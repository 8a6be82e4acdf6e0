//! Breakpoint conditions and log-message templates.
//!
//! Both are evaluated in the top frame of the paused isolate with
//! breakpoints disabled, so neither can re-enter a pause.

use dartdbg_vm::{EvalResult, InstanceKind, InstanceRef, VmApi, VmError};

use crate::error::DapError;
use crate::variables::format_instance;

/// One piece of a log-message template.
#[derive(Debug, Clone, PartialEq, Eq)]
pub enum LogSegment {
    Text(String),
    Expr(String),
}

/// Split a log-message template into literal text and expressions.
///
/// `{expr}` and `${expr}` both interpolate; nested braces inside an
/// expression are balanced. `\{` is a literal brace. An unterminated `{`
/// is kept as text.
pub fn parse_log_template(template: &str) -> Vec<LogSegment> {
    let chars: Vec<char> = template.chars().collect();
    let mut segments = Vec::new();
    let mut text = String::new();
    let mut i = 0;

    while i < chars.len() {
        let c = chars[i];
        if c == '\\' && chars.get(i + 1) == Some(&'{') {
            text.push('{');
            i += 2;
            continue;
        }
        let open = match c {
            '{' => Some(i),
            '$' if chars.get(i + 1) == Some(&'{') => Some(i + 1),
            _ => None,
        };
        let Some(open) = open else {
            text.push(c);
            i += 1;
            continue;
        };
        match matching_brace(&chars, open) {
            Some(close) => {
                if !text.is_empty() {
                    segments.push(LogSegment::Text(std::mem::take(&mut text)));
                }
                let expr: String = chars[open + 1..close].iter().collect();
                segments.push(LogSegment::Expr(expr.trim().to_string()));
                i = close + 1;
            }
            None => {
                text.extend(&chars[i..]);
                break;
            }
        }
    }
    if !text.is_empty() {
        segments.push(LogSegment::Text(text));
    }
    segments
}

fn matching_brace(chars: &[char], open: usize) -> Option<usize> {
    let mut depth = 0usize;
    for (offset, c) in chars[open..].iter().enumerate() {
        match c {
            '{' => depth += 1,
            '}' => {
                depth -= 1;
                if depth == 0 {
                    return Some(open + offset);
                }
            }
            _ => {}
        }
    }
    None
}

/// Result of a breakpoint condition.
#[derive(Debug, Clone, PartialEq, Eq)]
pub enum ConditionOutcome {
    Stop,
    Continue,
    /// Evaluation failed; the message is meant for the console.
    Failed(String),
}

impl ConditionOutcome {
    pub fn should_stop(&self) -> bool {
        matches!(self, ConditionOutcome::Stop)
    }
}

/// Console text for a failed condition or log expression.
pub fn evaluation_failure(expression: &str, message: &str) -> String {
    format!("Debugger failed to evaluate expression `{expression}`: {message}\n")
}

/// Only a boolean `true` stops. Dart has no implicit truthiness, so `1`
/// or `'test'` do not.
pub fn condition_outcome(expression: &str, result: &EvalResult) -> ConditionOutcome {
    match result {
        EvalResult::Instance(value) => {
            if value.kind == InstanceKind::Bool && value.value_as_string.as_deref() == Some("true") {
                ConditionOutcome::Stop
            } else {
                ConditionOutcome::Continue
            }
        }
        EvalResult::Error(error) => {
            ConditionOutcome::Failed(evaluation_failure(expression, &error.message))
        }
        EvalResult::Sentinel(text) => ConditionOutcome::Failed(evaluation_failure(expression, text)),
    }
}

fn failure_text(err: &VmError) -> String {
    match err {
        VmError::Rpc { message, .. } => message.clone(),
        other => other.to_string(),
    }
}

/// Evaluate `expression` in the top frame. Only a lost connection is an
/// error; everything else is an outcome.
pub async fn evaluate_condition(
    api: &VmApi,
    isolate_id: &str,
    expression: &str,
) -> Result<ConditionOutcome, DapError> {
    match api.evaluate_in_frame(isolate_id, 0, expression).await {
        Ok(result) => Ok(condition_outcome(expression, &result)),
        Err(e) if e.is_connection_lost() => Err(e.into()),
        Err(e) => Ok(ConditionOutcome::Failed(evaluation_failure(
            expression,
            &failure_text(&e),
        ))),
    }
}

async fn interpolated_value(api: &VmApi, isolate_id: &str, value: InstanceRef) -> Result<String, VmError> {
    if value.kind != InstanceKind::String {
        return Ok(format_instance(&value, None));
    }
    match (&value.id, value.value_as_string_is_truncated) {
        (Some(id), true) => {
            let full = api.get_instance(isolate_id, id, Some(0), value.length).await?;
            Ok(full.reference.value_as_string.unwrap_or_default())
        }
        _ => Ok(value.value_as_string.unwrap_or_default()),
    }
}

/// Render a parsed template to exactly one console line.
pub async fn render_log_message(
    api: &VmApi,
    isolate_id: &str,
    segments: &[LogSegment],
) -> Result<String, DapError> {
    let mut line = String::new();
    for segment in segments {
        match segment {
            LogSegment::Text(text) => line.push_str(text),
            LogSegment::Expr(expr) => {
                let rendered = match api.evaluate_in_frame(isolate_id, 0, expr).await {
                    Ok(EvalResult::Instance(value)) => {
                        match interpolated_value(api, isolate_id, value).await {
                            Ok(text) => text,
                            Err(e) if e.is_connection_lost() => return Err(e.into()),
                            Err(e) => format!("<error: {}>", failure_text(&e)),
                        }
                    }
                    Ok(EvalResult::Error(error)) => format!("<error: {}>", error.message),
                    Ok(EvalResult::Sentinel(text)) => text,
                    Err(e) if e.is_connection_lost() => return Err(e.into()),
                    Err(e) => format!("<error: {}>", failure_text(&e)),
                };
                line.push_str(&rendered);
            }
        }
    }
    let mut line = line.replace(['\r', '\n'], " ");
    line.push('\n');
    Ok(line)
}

-=-=-

What to do -
Return all entries exactly.

Task output -
repository 8a6be82e4acdf6e0
//! Breakpoint conditions and log-message templates.
//!
//! Both are evaluated in the top frame of the paused isolate with
//! breakpoints disabled, so neither can re-enter a pause.

use dartdbg_vm::{EvalResult, InstanceKind, InstanceRef, VmApi, VmError};

use crate::error::DapError;
use crate::variables::format_instance;

/// One piece of a log-message template.
#[derive(Debug, Clone, PartialEq, Eq)]
pub enum LogSegment {
    Text(String),
    Expr(String),
}

/// Split a log-message template into literal text and expressions.
///
/// `{expr}` and `${expr}` both interpolate; nested braces inside an
/// expression are balanced. `\{` is a literal brace. An unterminated `{`
/// is kept as text.
pub fn parse_log_template(template: &str) -> Vec<LogSegment> {
    let chars: Vec<char> = template.chars().collect();
    let mut segments = Vec::new();
    let mut text = String::new();
    let mut i = 0;

    while i < chars.len() {
        let c = chars[i];
        if c == '\\' && chars.get(i + 1) == Some(&'{') {
            text.push('{');
            i += 2;
            continue;
        }
        let open = match c {
            '{' => Some(i),
            '$' if chars.get(i + 1) == Some(&'{') => Some(i + 1),
            _ => None,
        };
        let Some(open) = open else {
            text.push(c);
            i += 1;
            continue;
        };
        match matching_brace(&chars, open) {
            Some(close) => {
                if !text.is_empty() {
                    segments.push(LogSegment::Text(std::mem::take(&mut text)));
                }
                let expr: String = chars[open + 1..close].iter().collect();
                segments.push(LogSegment::Expr(expr.trim().to_string()));
                i = close + 1;
            }
            None => {
                text.extend(&chars[i..]);
                break;
            }
        }
    }
    if !text.is_empty() {
        segments.push(LogSegment::Text(text));
    }
    segments
}

fn matching_brace(chars: &[char], open: usize) -> Option<usize> {
    let mut depth = 0usize;
    for (offset, c) in chars[open..].iter().enumerate() {
        match c {
            '{' => depth += 1,
            '}' => {
                depth -= 1;
                if depth == 0 {
                    return Some(open + offset);
                }
            }
            _ => {}
        }
    }
    None
}

/// Result of a breakpoint condition.
#[derive(Debug, Clone, PartialEq, Eq)]
pub enum ConditionOutcome {
    Stop,
    Continue,
    /// Evaluation failed; the message is meant for the console.
    Failed(String),
}

impl ConditionOutcome {
    pub fn should_stop(&self) -> bool {
        matches!(self, ConditionOutcome::Stop)
    }
}

/// Console text for a failed condition or log expression.
pub fn evaluation_failure(expression: &str, message: &str) -> String {
    format!("Debugger failed to evaluate expression `{expression}`: {message}\n")
}

/// Only a boolean `true` stops. Dart has no implicit truthiness, so `1`
/// or `'test'` do not.
pub fn condition_outcome(expression: &str, result: &EvalResult) -> ConditionOutcome {
    match result {
        EvalResult::Instance(value) => {
            if value.kind == InstanceKind::Bool && value.value_as_string.as_deref() == Some("true") {
                ConditionOutcome::Stop
            } else {
                ConditionOutcome::Continue
            }
        }
        EvalResult::Error(error) => {
            ConditionOutcome::Failed(evaluation_failure(expression, &error.message))
        }
        EvalResult::Sentinel(text) => ConditionOutcome::Failed(evaluation_failure(expression, text)),
    }
}

fn failure_text(err: &VmError) -> String {
    match err {
        VmError::Rpc { message, .. } => message.clone(),
        other => other.to_string(),
    }
}

/// Evaluate `expression` in the top frame. Only a lost connection is an
/// error; everything else is an outcome.
pub async fn evaluate_condition(
    api: &VmApi,
    isolate_id: &str,
    expression: &str,
) -> Result<ConditionOutcome, DapError> {
    match api.evaluate_in_frame(isolate_id, 0, expression).await {
        Ok(result) => Ok(condition_outcome(expression, &result)),
        Err(e) if e.is_connection_lost() => Err(e.into()),
        Err(e) => Ok(ConditionOutcome::Failed(evaluation_failure(
            expression,
            &failure_text(&e),
        ))),
    }
}

async fn interpolated_value(api: &VmApi, isolate_id: &str, value: InstanceRef) -> Result<String, VmError> {
    if value.kind != InstanceKind::String {
        return Ok(format_instance(&value, None));
    }
    match (&value.id, value.value_as_string_is_truncated) {
        (Some(id), true) => {
            let full = api.get_instance(isolate_id, id, Some(0), value.length).await?;
            Ok(full.reference.value_as_string.unwrap_or_default())
        }
        _ => Ok(value.value_as_string.unwrap_or_default()),
    }
}

/// Render a parsed template to exactly one console line.
pub async fn render_log_message(
    api: &VmApi,
    isolate_id: &str,
    segments: &[LogSegment],
) -> Result<String, DapError> {
    let mut line = String::new();
    for segment in segments {
        match segment {
            LogSegment::Text(text) => line.push_str(text),
            LogSegment::Expr(expr) => {
                let rendered = match api.evaluate_in_frame(isolate_id, 0, expr).await {
                    Ok(EvalResult::Instance(value)) => {
                        match interpolated_value(api, isolate_id, value).await {
                            Ok(text) => text,
                            Err(e) if e.is_connection_lost() => return Err(e.into()),
                            Err(e) => format!("<error: {}>", failure_text(&e)),
                        }
                    }
                    Ok(EvalResult::Error(error)) => format!("<error: {}>", error.message),
                    Ok(EvalResult::Sentinel(text)) => text,
                    Err(e) if e.is_connection_lost() => return Err(e.into()),
                    Err(e) => format!("<error: {}>", failure_text(&e)),
                };
                line.push_str(&rendered);
            }
        }
    }
    let mut line = line.replace(['\r', '\n'], " ");
    line.push('\n');
    Ok(line)
}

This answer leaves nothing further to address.